#### [Problem description]
Across the records that follow, determine how many lines contain "open" and give only the resulting number.

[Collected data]
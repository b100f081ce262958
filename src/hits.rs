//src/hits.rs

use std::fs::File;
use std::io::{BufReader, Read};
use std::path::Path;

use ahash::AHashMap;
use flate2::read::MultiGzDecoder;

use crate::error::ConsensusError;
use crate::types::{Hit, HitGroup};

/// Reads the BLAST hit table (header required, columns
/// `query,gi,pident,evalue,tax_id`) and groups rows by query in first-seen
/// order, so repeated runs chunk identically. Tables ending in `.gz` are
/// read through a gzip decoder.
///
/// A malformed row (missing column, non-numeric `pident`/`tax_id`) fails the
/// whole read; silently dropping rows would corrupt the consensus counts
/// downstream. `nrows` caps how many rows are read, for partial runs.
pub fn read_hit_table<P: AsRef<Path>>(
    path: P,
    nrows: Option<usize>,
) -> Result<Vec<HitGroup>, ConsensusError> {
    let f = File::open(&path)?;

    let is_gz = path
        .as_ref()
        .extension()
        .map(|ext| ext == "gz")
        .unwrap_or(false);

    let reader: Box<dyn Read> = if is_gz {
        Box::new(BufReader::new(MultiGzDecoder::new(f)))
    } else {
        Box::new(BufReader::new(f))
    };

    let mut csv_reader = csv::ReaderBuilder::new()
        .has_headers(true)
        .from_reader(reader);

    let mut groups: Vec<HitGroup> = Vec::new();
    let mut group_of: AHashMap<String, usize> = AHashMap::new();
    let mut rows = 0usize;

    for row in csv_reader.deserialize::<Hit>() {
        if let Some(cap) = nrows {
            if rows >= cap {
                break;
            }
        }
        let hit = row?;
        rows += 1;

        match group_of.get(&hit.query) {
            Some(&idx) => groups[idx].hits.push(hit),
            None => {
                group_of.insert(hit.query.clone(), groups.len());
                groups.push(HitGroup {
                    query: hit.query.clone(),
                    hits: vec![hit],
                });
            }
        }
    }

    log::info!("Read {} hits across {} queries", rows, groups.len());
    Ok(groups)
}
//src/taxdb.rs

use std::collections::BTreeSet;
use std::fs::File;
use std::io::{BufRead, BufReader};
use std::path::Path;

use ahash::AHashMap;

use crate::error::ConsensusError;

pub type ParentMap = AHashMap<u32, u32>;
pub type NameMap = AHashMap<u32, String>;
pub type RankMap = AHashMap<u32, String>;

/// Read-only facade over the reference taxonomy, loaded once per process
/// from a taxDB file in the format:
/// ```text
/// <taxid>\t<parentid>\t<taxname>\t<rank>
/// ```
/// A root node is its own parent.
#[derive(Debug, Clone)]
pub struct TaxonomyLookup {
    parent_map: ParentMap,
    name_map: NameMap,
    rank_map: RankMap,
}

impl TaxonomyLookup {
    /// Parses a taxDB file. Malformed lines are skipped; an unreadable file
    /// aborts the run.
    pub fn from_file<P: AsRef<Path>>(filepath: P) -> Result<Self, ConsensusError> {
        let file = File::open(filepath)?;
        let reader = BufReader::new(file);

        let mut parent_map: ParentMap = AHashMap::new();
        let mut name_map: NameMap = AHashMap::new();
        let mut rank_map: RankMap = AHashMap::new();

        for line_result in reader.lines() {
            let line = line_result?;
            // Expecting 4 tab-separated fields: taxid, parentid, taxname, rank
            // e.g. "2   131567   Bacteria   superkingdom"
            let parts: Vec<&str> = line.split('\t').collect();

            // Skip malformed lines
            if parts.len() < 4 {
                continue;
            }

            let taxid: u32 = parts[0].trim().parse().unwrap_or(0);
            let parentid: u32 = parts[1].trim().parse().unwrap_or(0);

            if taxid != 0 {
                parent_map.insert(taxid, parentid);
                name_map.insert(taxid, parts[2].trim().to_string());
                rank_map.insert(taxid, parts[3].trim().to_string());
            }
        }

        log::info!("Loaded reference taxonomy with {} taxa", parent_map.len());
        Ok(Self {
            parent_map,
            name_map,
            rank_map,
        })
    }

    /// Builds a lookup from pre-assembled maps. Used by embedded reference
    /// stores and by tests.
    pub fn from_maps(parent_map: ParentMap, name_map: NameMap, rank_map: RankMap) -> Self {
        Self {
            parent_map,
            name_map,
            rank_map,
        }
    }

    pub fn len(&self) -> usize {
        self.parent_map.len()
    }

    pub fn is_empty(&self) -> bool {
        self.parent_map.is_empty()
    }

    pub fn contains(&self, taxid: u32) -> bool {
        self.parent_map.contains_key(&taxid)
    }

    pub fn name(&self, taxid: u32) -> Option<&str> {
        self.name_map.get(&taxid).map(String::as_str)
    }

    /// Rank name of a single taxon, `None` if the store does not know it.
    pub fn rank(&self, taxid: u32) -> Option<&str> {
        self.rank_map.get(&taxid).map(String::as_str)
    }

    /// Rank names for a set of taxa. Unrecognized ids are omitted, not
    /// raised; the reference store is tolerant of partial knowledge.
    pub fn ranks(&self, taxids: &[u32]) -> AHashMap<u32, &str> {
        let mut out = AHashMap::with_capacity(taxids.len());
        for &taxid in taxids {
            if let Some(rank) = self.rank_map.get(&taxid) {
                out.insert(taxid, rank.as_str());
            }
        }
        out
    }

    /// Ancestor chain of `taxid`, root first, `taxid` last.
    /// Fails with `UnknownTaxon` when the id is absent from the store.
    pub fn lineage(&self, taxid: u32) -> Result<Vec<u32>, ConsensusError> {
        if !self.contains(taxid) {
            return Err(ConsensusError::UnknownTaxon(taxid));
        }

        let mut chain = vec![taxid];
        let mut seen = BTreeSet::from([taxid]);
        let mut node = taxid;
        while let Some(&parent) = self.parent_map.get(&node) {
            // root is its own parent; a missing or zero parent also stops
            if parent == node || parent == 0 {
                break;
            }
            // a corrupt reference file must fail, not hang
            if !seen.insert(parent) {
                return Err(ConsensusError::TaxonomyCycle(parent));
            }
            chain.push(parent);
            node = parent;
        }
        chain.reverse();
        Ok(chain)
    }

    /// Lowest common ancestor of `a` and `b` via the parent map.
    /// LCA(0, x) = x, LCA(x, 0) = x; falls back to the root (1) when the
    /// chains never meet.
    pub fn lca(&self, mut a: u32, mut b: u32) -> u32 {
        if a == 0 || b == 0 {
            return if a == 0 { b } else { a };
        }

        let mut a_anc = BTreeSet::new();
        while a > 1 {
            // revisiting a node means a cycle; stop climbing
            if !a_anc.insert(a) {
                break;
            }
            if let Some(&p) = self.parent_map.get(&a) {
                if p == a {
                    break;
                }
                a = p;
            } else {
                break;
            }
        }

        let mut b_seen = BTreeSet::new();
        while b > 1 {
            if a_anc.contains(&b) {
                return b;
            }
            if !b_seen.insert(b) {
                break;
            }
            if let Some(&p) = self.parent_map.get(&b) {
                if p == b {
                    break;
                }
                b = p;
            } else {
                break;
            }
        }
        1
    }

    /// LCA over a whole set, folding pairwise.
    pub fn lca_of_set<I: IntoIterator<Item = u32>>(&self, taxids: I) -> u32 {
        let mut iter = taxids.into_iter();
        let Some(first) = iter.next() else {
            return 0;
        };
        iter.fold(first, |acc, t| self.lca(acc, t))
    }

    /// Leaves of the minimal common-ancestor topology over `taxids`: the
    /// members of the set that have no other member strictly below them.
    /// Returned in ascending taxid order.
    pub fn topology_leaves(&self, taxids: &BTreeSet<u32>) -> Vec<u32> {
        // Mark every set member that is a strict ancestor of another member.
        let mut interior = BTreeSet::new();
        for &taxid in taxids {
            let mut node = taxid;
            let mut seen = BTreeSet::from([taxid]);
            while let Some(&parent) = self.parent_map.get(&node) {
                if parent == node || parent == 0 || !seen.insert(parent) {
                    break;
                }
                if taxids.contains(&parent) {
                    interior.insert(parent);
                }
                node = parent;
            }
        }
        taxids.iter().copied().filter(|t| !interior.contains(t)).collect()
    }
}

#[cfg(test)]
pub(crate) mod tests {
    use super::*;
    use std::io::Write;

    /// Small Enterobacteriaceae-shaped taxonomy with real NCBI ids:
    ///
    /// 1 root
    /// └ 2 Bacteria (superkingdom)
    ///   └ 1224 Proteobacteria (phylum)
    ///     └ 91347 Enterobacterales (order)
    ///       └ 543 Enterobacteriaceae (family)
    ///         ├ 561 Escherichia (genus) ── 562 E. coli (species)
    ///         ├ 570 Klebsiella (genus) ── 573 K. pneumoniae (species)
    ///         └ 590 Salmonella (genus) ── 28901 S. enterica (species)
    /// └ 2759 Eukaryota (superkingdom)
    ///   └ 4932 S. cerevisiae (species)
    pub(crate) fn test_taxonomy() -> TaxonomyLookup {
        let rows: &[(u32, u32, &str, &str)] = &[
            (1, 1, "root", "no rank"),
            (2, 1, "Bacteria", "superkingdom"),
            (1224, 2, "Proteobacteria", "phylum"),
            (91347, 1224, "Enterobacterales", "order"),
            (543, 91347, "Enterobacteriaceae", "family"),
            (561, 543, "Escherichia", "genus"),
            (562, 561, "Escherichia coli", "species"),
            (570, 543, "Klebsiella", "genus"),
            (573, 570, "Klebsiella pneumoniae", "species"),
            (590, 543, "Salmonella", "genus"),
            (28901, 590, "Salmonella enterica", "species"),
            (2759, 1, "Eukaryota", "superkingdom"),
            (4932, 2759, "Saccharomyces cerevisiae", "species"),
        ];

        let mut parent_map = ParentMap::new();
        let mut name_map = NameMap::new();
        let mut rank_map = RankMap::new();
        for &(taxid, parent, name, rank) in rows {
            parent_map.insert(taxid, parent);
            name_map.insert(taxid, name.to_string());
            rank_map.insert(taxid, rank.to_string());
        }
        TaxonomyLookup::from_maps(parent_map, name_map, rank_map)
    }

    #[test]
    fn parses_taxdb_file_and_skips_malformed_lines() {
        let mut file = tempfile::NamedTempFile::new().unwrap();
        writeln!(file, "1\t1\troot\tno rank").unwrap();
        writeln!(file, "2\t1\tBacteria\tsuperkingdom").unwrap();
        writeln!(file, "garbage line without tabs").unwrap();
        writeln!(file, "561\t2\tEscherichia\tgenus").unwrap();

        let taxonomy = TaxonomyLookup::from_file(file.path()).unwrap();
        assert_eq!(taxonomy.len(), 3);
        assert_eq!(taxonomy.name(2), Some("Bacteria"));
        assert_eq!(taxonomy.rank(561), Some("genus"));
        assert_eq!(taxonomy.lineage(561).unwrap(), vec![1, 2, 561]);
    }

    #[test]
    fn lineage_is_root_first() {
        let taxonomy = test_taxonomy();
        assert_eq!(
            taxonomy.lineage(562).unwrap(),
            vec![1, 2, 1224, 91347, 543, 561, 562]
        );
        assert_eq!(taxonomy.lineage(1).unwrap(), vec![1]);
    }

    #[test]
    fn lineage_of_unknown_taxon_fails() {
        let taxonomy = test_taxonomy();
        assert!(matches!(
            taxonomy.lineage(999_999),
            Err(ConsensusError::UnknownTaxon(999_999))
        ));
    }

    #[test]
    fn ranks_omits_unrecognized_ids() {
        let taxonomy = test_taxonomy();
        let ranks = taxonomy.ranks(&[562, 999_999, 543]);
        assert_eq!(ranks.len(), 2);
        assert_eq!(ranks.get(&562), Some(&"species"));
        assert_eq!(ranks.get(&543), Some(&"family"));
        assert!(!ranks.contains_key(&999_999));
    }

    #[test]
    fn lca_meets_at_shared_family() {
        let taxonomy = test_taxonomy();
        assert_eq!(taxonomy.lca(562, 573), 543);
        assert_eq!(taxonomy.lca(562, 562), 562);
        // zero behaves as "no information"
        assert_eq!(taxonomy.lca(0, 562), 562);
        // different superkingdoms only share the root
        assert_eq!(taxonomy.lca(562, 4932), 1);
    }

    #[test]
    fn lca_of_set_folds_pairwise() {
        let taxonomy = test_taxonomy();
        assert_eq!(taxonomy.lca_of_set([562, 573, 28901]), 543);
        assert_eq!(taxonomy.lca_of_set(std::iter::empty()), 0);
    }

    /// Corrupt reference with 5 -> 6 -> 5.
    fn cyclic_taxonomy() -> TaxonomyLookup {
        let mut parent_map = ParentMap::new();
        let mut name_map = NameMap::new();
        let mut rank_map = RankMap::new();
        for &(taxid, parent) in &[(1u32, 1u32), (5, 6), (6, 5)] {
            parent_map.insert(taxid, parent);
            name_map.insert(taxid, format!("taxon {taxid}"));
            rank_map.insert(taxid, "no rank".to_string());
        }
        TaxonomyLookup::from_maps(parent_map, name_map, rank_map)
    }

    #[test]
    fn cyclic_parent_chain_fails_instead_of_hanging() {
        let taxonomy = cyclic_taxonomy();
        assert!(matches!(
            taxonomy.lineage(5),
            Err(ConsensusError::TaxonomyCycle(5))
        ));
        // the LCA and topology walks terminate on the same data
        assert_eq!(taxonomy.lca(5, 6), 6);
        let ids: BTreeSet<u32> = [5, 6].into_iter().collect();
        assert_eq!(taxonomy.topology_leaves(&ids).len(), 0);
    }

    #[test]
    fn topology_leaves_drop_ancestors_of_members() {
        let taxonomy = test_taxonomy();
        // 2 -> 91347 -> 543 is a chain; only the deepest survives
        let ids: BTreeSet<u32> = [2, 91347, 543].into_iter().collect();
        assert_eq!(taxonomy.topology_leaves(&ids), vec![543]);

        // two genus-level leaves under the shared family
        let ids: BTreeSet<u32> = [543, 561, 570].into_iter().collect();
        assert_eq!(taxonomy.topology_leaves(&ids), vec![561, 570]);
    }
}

#### [Your response]
2